Questão animal é debatida em audiência pública

Perambulavam pelas ruas do Recife, até o ano passado, pelo menos 54 mil cães e outros 60 mil gatos abandonados. Todos eles, em situação de adquirir e transmitir doenças, afetando a saúde pública, além de estarem expostos aos mais diversos riscos e maus-tratos. A causa animal, que exige a implementação de políticas públicas, foi motivo de debate na Câmara Municipal do Recife, na manhã desta quinta-feira, 4, em audiência pública promovida pelo vereador Almir Fernando (PCdoB). “Essa é uma questão ética que devemos tratar de forma séria. Precisamos fiscalizar as leis que existem sobre esse tema e cobrar ações do Poder Executivo, já que foi criada uma secretaria com essa finalidade”, justificou o vereador.

O plenarinho atraiu um bom número de representantes de organizações não-governamentais que trabalham com a causa animal. Os números sobre os abandonados foram apresentados pela coordenadora do Movimento em Defesa dos Animais de Pernambuco, Marta Dubeux. “Os dados são da própria prefeitura, mas não estão atualizados. Sabemos que esses animais se multiplicam em progressão geométrica e com certeza há muitos mais gatos e cachorros abandonados na cidade. Até o ano passado, nada foi feito pelos poderes públicos para minorar esse problema”, disse ela. Sua sugestão é a realização de uma campanha de esterilização em massa para controle da população de animais de rua, além de um processo educativo para conter os maus-tratos.

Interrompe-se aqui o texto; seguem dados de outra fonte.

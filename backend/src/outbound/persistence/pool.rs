//! Connection pool for Diesel SQLite connections.
//!
//! Diesel's SQLite backend is synchronous, so the pool is an `r2d2` pool and
//! every operation runs on Tokio's blocking thread pool via [`DbPool::run`].
//! Actix workers never wait on SQLite locks or disk I/O directly.
//!
//! # Design
//!
//! - Each connection gets `busy_timeout` and WAL journaling on checkout so
//!   concurrent writers queue instead of failing with `SQLITE_BUSY`.
//! - Embedded migrations run once when the pool is built; they only create
//!   tables that are absent.
//! - All failures are mapped to [`PoolError`] variants.

use std::time::Duration;

use diesel::connection::SimpleConnection;
use diesel::r2d2::{self, ConnectionManager, CustomizeConnection, Pool};
use diesel::result::QueryResult;
use diesel::sqlite::SqliteConnection;
use diesel_migrations::{EmbeddedMigrations, MigrationHarness, embed_migrations};
use tracing::info;

/// Schema migrations compiled into the binary.
pub const MIGRATIONS: EmbeddedMigrations = embed_migrations!("migrations");

/// Path understood by SQLite as a private in-memory database.
pub const IN_MEMORY: &str = ":memory:";

/// Errors that can occur during pool operations.
#[derive(Debug, Clone, PartialEq, Eq, thiserror::Error)]
pub enum PoolError {
    /// Failed to check out a connection from the pool.
    #[error("failed to get connection from pool: {message}")]
    Checkout {
        /// Underlying failure description.
        message: String,
    },

    /// Failed to build the connection pool.
    #[error("failed to build connection pool: {message}")]
    Build {
        /// Underlying failure description.
        message: String,
    },

    /// Failed to apply schema migrations.
    #[error("failed to apply migrations: {message}")]
    Migration {
        /// Underlying failure description.
        message: String,
    },

    /// The blocking task running the operation did not complete.
    #[error("database task failed: {message}")]
    Task {
        /// Underlying failure description.
        message: String,
    },
}

impl PoolError {
    /// Create a checkout error with the given message.
    pub fn checkout(message: impl Into<String>) -> Self {
        Self::Checkout {
            message: message.into(),
        }
    }

    /// Create a build error with the given message.
    pub fn build(message: impl Into<String>) -> Self {
        Self::Build {
            message: message.into(),
        }
    }

    /// Create a migration error with the given message.
    pub fn migration(message: impl Into<String>) -> Self {
        Self::Migration {
            message: message.into(),
        }
    }

    /// Create a task error with the given message.
    pub fn task(message: impl Into<String>) -> Self {
        Self::Task {
            message: message.into(),
        }
    }
}

/// Configuration for the SQLite connection pool.
///
/// # Example
///
/// ```
/// use std::time::Duration;
/// use risk_appetite::outbound::persistence::PoolConfig;
///
/// let config = PoolConfig::new("data/users.sqlite3")
///     .with_max_size(4)
///     .with_busy_timeout(Duration::from_secs(2));
/// assert_eq!(config.database_path(), "data/users.sqlite3");
/// ```
#[derive(Debug, Clone)]
pub struct PoolConfig {
    database_path: String,
    max_size: u32,
    connection_timeout: Duration,
    busy_timeout: Duration,
}

impl PoolConfig {
    /// Create a new configuration for the given database file.
    ///
    /// Defaults: 8 connections, 30 second checkout timeout, 5 second busy
    /// timeout. An in-memory path forces a single connection so every
    /// checkout sees the same database.
    pub fn new(database_path: impl Into<String>) -> Self {
        Self {
            database_path: database_path.into(),
            max_size: 8,
            connection_timeout: Duration::from_secs(30),
            busy_timeout: Duration::from_secs(5),
        }
    }

    /// Set the maximum number of connections in the pool.
    pub fn with_max_size(mut self, max_size: u32) -> Self {
        self.max_size = max_size;
        self
    }

    /// Set the connection checkout timeout.
    pub fn with_connection_timeout(mut self, timeout: Duration) -> Self {
        self.connection_timeout = timeout;
        self
    }

    /// Set how long SQLite waits on a locked database before failing.
    pub fn with_busy_timeout(mut self, timeout: Duration) -> Self {
        self.busy_timeout = timeout;
        self
    }

    /// Get the database path.
    pub fn database_path(&self) -> &str {
        &self.database_path
    }

    fn effective_max_size(&self) -> u32 {
        if self.database_path == IN_MEMORY {
            1
        } else {
            self.max_size.max(1)
        }
    }
}

#[derive(Debug, Clone, Copy)]
struct SqlitePragmas {
    busy_timeout: Duration,
}

impl CustomizeConnection<SqliteConnection, r2d2::Error> for SqlitePragmas {
    fn on_acquire(&self, conn: &mut SqliteConnection) -> Result<(), r2d2::Error> {
        // busy_timeout first so the WAL switch itself waits on a locked file.
        let pragmas = format!(
            "PRAGMA busy_timeout = {}; PRAGMA journal_mode = WAL; PRAGMA synchronous = NORMAL;",
            self.busy_timeout.as_millis()
        );
        conn.batch_execute(&pragmas).map_err(r2d2::Error::QueryError)
    }
}

/// Blocking-pool-backed connection pool for SQLite via Diesel.
///
/// # Example
///
/// ```ignore
/// let pool = DbPool::new(PoolConfig::new("users.sqlite3")).await?;
/// let count = pool
///     .run(|conn| users::table.count().get_result::<i64>(conn))
///     .await??;
/// ```
#[derive(Clone)]
pub struct DbPool {
    inner: Pool<ConnectionManager<SqliteConnection>>,
}

impl DbPool {
    /// Build the pool and apply pending migrations.
    ///
    /// # Errors
    ///
    /// Returns `PoolError::Build` if the database cannot be opened and
    /// `PoolError::Migration` if the schema cannot be created.
    pub async fn new(config: PoolConfig) -> Result<Self, PoolError> {
        tokio::task::spawn_blocking(move || Self::build_blocking(&config))
            .await
            .map_err(|err| PoolError::task(err.to_string()))?
    }

    fn build_blocking(config: &PoolConfig) -> Result<Self, PoolError> {
        let manager = ConnectionManager::<SqliteConnection>::new(config.database_path());
        let inner = Pool::builder()
            .max_size(config.effective_max_size())
            .connection_timeout(config.connection_timeout)
            .connection_customizer(Box::new(SqlitePragmas {
                busy_timeout: config.busy_timeout,
            }))
            .build(manager)
            .map_err(|err| PoolError::build(err.to_string()))?;

        let mut pooled = inner
            .get()
            .map_err(|err| PoolError::checkout(err.to_string()))?;
        let conn: &mut SqliteConnection = &mut pooled;
        let applied = conn
            .run_pending_migrations(MIGRATIONS)
            .map_err(|err| PoolError::migration(err.to_string()))?;
        info!(
            database = config.database_path(),
            migrations_applied = applied.len(),
            "database ready"
        );

        Ok(Self { inner })
    }

    /// Run a Diesel operation on a pooled connection off the async runtime.
    ///
    /// The outer result reports pool and task failures; the inner one is the
    /// operation's own Diesel result.
    ///
    /// # Errors
    ///
    /// Returns `PoolError::Checkout` if no connection becomes available within
    /// the configured timeout and `PoolError::Task` if the blocking task
    /// panics or is cancelled.
    pub async fn run<T, F>(&self, operation: F) -> Result<QueryResult<T>, PoolError>
    where
        F: FnOnce(&mut SqliteConnection) -> QueryResult<T> + Send + 'static,
        T: Send + 'static,
    {
        let pool = self.inner.clone();
        tokio::task::spawn_blocking(move || {
            let mut conn = pool
                .get()
                .map_err(|err| PoolError::checkout(err.to_string()))?;
            Ok(operation(&mut *conn))
        })
        .await
        .map_err(|err| PoolError::task(err.to_string()))?
    }
}

#[cfg(test)]
mod tests {
    use super::*;
    use rstest::rstest;

    #[rstest]
    fn pool_config_default_values() {
        let config = PoolConfig::new("users.sqlite3");

        assert_eq!(config.database_path(), "users.sqlite3");
        assert_eq!(config.max_size, 8);
        assert_eq!(config.connection_timeout, Duration::from_secs(30));
        assert_eq!(config.busy_timeout, Duration::from_secs(5));
    }

    #[rstest]
    fn pool_config_builder_pattern() {
        let config = PoolConfig::new("users.sqlite3")
            .with_max_size(2)
            .with_connection_timeout(Duration::from_secs(3))
            .with_busy_timeout(Duration::from_millis(250));

        assert_eq!(config.max_size, 2);
        assert_eq!(config.connection_timeout, Duration::from_secs(3));
        assert_eq!(config.busy_timeout, Duration::from_millis(250));
    }

    #[rstest]
    #[case(IN_MEMORY, 8, 1)]
    #[case("users.sqlite3", 0, 1)]
    #[case("users.sqlite3", 4, 4)]
    fn effective_size(#[case] path: &str, #[case] requested: u32, #[case] expected: u32) {
        let config = PoolConfig::new(path).with_max_size(requested);
        assert_eq!(config.effective_max_size(), expected);
    }

    #[rstest]
    fn pool_error_display() {
        assert!(PoolError::checkout("timed out").to_string().contains("timed out"));
        assert!(PoolError::migration("syntax").to_string().contains("migrations"));
    }

    #[rstest]
    #[tokio::test]
    async fn in_memory_pool_runs_migrations() {
        use diesel::prelude::*;

        let pool = DbPool::new(PoolConfig::new(IN_MEMORY))
            .await
            .expect("in-memory pool");
        let count = pool
            .run(|conn| {
                crate::outbound::persistence::schema::users::table
                    .count()
                    .get_result::<i64>(conn)
            })
            .await
            .expect("checkout")
            .expect("query");
        assert_eq!(count, 0);
    }
}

A mesa que conduziu os trabalhos da audiência pública foi composta pelo vereador Almir Fernando; pelo secretário executivo dos Direitos dos Animais, Rodrigo Vidal; a presidente da Comissão de Defesa do Bem-estar dos Animais da Ordem dos Advogados do Brasil (OAB-PE), Cristiana Dantas; o gerente do Centro de Vigilância Ambiental (CVA) da Secretaria de Saúde, Jurandir Almeida; presidente da Comissão de Ética no Uso de Animais da Universidade Federal Rural de Pernambuco (UFRPE), professor Carlos Pontes; representante da Guarda Municipal do Recife, Júlio Melo; e pela representante do Projeto Adote um Viralata, professora Ariene Bassoli. Compareceu à audiência o vereador Aderaldo Pinto (PRTB), Wilton Brito (PHS) e Eriberto Rafael (PTC).

O primeiro convidado a falar, na audiência pública, foi o secretário Rodrigo Vidal. Ele ressaltou que a questão animal é hoje um “clamor da sociedade” e fez um autoelogio à gestão de que participa, uma vez que o prefeito Geraldo Júlio criou a secretaria de que Rodrigo é titular. “Essa é a primeira secretaria a cuidar da causa animal, no Nordeste. Mas nós ainda a estamos construindo. Nem mesmo na Lei Orçamentária Anual (LOA) de 2013 ela está prevista e a engenharia estatal exige processos licitatórios que demandam prazos. Ainda não temos sala, nem telefone. Enquanto isso estamos trabalhando arduamente na construção de um planejamento estratégico que vai mudar a cultura no tratamento da questão animal nesta cidade”, disse.

De acordo com Rodrigo Vidal estão sendo trabalhados alguns projetos como a criação de um hospital veterinário público que será inaugurado em 2014. Ele está lutando por verbas federais e negociando o espaço onde o hospital venha a ser instalado. Também disse que atuará nas causas do abandono de animais. “Vamos trabalhar o triângulo essencial que é a educação cidadã; estimular a adoção de animais e por fim promover a castração em massa dos que estão nas ruas”, afirmou. Campanhas de esterilização comprovam que o número de animais abandonados em Nova Iorque, por exemplo, foram reduzidos em dois terços nos últimos dez anos segundo dados do Movimento em Defesa dos Animais de Pernambuco.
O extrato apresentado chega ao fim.